Bibo has definately been moulting for the past month, although I am not sure if it is a six month moult or if it is an end-of-summer moult or if these things even exist. But he is moulting. What this means is that he looks exactly the same as ever: he's not sitting in his cage with no feathers. But he's losing ten times as many as before. He even lost a tail feather this week. And he is definately becoming much more yellow than before.
Last month Bibo began to say "Step Up." Those are the only words Opal ever learned, and she was about a year old when she began to say them. I am trying to teach him some new words, like "Hi Baby." He naturally makes a noise pattern which sounds very similar to this, and I am trying to reinforce it as the sound that will get me to come to his cage (as opposed to the screeching sound). He will still occasionally make the gargling "gub gub" noise he made when he was younger.
Bibo seems to be very receptive to training. Of course, we try to make it fun for him! He will display his wings on command (this trick took about two months to teach him and is still being refined) and "play dead" (this trick took about three weeks and he learned it three months ago).
Bibo still likes to chew on our fingers, but he is not as orally fixated as he used to be. He will occasionally reach out and RIP RIP RIP a piece of paper (not good when it's money!), but mostly he hasn't taken to therapeutic chewing. He rips the wooden beads off of his cage toys and does a little shredding of the wood on the edge of his play area, but he has not taken to the persistent chewing yet like I have expected him to.

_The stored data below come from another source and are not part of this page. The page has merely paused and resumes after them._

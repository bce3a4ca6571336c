use crate::types::DEFAULT_CASE_SENSITIVE;
use crate::{
    HeaderMatch, HeaderMatchSpec, HeaderValueMatch, HttpMethod, MatchCriteria, MatchSpec,
    PathMatch, PathMatchSpec, PathValueMatch, RuleError,
};

/// Build the normalized match for a rule.
///
/// Exactly one of method, path or header matching must be given; the kinds
/// are mutually exclusive. Unrecognized methods, path match types and header
/// operators are rejected rather than dropped, as are unknown keys.
pub(crate) fn build_match(rule: &str, spec: &MatchSpec) -> Result<MatchCriteria, RuleError> {
    if !spec.unrecognized.is_empty() {
        let keys: Vec<&str> = spec.unrecognized.keys().map(String::as_str).collect();
        return Err(RuleError::invalid_match(
            rule,
            format!("unrecognized field(s) {}", keys.join(", ")),
        ));
    }
    match (&spec.method_match, &spec.path_match, &spec.header_matches) {
        (Some(method), None, None) => build_method(rule, method),
        (None, Some(path), None) => build_path(rule, path),
        (None, None, Some(headers)) => build_headers(rule, headers),
        (None, None, None) => Err(RuleError::invalid_match(
            rule,
            "one of methodMatch, pathMatch or headerMatches must be set",
        )),
        _ => Err(RuleError::invalid_match(
            rule,
            format!(
                "only one of methodMatch, pathMatch or headerMatches may be set, got {}",
                spec.populated().join(" and ")
            ),
        )),
    }
}

fn build_method(rule: &str, method: &str) -> Result<MatchCriteria, RuleError> {
    HttpMethod::parse(method)
        .map(MatchCriteria::Method)
        .ok_or_else(|| {
            RuleError::invalid_match(rule, format!("unrecognized HTTP method '{method}'"))
        })
}

fn build_path(rule: &str, path: &PathMatchSpec) -> Result<MatchCriteria, RuleError> {
    let value = path.value.clone();
    let matcher = match path.match_type.to_ascii_uppercase().as_str() {
        "EXACT" => PathValueMatch::Exact(value),
        "PREFIX" => PathValueMatch::Prefix(value),
        _ => {
            return Err(RuleError::invalid_match(
                rule,
                format!("unrecognized path match type '{}'", path.match_type),
            ));
        }
    };

    Ok(MatchCriteria::Path(PathMatch {
        matcher,
        case_sensitive: path.case_sensitive.unwrap_or(DEFAULT_CASE_SENSITIVE),
    }))
}

fn build_headers(rule: &str, headers: &[HeaderMatchSpec]) -> Result<MatchCriteria, RuleError> {
    if headers.is_empty() {
        return Err(RuleError::invalid_match(rule, "headerMatches must not be empty"));
    }

    let matches = headers
        .iter()
        .map(|header| build_header(rule, header))
        .collect::<Result<Vec<_>, _>>()?;

    Ok(MatchCriteria::Headers(matches))
}

fn build_header(rule: &str, header: &HeaderMatchSpec) -> Result<HeaderMatch, RuleError> {
    let value = header.value.clone();
    let matcher = match header.operator.to_ascii_uppercase().as_str() {
        "EXACT" => HeaderValueMatch::Exact(value),
        "CONTAINS" => HeaderValueMatch::Contains(value),
        "PREFIX" => HeaderValueMatch::Prefix(value),
        _ => {
            return Err(RuleError::invalid_match(
                rule,
                format!(
                    "unrecognized operator '{}' for header '{}'",
                    header.operator, header.header_name
                ),
            ));
        }
    };

    Ok(HeaderMatch {
        name: header.header_name.clone(),
        matcher,
        case_sensitive: header.case_sensitive.unwrap_or(DEFAULT_CASE_SENSITIVE),
    })
}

When I got there, I started to prepare the mix for the lories, and as I was scooping the food out, he started bobbing his head up and down in a way I have been told indicates aggression or an attempt to show he was the bigger bird. He did it today, too, around my husband. (Next he'll be asking us for a car so he can impress the girls.)
I was almost nodding off as I drove out there (don't know why), and I decided I simply had to have a nap before I drove home. But what could I do with Bibo? I could have put him in the car ... it was cool and shady there and I had no worries, but I didn't want to leave him totally unattended. But I had to sleep. So I went and set up a pillow and a blanket on the couch and snuggled under it. Bibo didn't want to hide under the covers at all (I knew he was fairly safe as it wasn't possible for me to roll), so he climed up and sat on my head. Unfortunately he started preening, and all of the little movements drove me to distraction. So then he moved down the blanket to my waist and just settled down, letting me sleep and being ABSOLUTELY QUIET for half an hour. Not a peep, NOTHING! It must have helped that it was late afternoon and overcast, but I was VERY GRATEFUL that Bibo was such a good bird that day ... and surprised that he would settle down like that.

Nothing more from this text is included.